The next enterprise of the expeditionary corps was the siege of Fort Pulaski, at the mouth of the Savannah river. It was a formidable casemated work, situated just inside the entrance, and guarding the approach from below to the city of Savannah. It could not be successfully attacked by the navy, owing to its size and strength and the narrow limits of the river channel giving no room for the evolutions of a fleet. The only place where land batteries could be planted against it was Tybee island, between it and the sea, where there were but slender facilities for such an operation. The island was half sand and half marsh. On its sea-front was a shelving beach, backed by a low ridge with a few stunted pines and bushes; and on the land side there was little more than a wide stretch of trembling morass, in full view of the fort and commanded by its guns. Nevertheless Captain Gillmore reported that the thing could be done; and early in December the Forty-sixth regiment was detached from our brigade and sent to occupy Tybee island. The city of Savannah was fifteen miles above the fort, on the south side of the river.

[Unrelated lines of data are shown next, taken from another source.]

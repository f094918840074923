//! Tick to seconds conversion under a changing tempo.

use crate::document::{EventKind, MidiEvent};
use crate::error::PlayerError;

/// Tempo in effect before the first set-tempo event (120 BPM).
pub const DEFAULT_US_PER_QUARTER: u32 = 500_000;

/// The current ticks-to-seconds factor while walking a merged event stream.
#[derive(Debug, Clone, PartialEq)]
pub struct TempoTrack {
    time_division: u16,
    us_per_quarter: u32,
    seconds_per_tick: f64,
}

impl TempoTrack {
    pub fn new(time_division: u16) -> Result<Self, PlayerError> {
        if time_division == 0 {
            return Err(PlayerError::DecodeFailure(
                "time division must be positive".to_string(),
            ));
        }
        let mut track = Self {
            time_division,
            us_per_quarter: DEFAULT_US_PER_QUARTER,
            seconds_per_tick: 0.0,
        };
        track.set_tempo(DEFAULT_US_PER_QUARTER);
        Ok(track)
    }

    pub fn set_tempo(&mut self, us_per_quarter: u32) {
        self.us_per_quarter = us_per_quarter;
        self.seconds_per_tick = us_per_quarter as f64 / 1_000_000.0 / self.time_division as f64;
    }

    /// Apply `event` if it is a tempo change; other events are ignored.
    pub fn apply(&mut self, event: &MidiEvent) -> Result<(), PlayerError> {
        if event.kind()? == EventKind::Tempo {
            self.set_tempo(parse_tempo(event)?);
        }
        Ok(())
    }

    /// Seconds spanned by `ticks` at the current tempo.
    pub fn seconds_for(&self, ticks: u64) -> f64 {
        self.seconds_per_tick * ticks as f64
    }

    pub fn us_per_quarter(&self) -> u32 {
        self.us_per_quarter
    }

    pub fn bpm(&self) -> f64 {
        60_000_000.0 / self.us_per_quarter as f64
    }
}

/// Read the 24-bit big-endian microseconds-per-quarter payload of a set-tempo event.
pub fn parse_tempo(event: &MidiEvent) -> Result<u32, PlayerError> {
    match event.data.as_slice() {
        [a, b, c] => Ok(u32::from_be_bytes([0, *a, *b, *c])),
        other => Err(PlayerError::MalformedTempo {
            ticks: event.ticks,
            len: other.len(),
        }),
    }
}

The part assigned to General Viele was to establish a blockade of the Savannah river, between the city and the fort. In the month of January we struck camp at Hilton Head and moved southwest to the farther end of Daufuskie, the last of the islands in that direction suitable for occupation by troops. From Hilton Head in direct line it was only fifteen or sixteen miles; but by the circuitous water route through Port Royal harbor, Scull creek, Calibogue sound, Cooper river, Ramshorn creek, and New river, it was nearly twice that distance. In its general features the island was similar to Hilton Head. Our quarters were on a slightly elevated point, overlooking the lowlands and waterways toward the Savannah river, which was about three miles away. In that whole interval there was absolutely nothing to break the uniform level of the landscape. It was at Daufuskie and thereabout that we came to know the singular network of land and water communication that marks the region. From the knoll in front of our headquarters you might see, some distance away, the masts and smokestack of a gunboat apparently sailing along through the meadows. Her spars and perhaps her bulwarks might be visible, with nothing to be seen around them but a wide expanse of grass-covered flats. Go where she was, and you would find her in a creek hardly wide enough for her to turn in, but with ample depth of water and straight vertical sides of black mud, like an enormous ditch. Passing through one of these creeks in a row-boat at half tide, with nothing to be seen on either hand above the brink, and other channels opening into it every half mile or so, all looking alike, it would be the easiest thing in the world to get lost, and almost impossible to find your way again without a guide. Steamers of light draft and not too great length could pass through most of these channels at the proper tide.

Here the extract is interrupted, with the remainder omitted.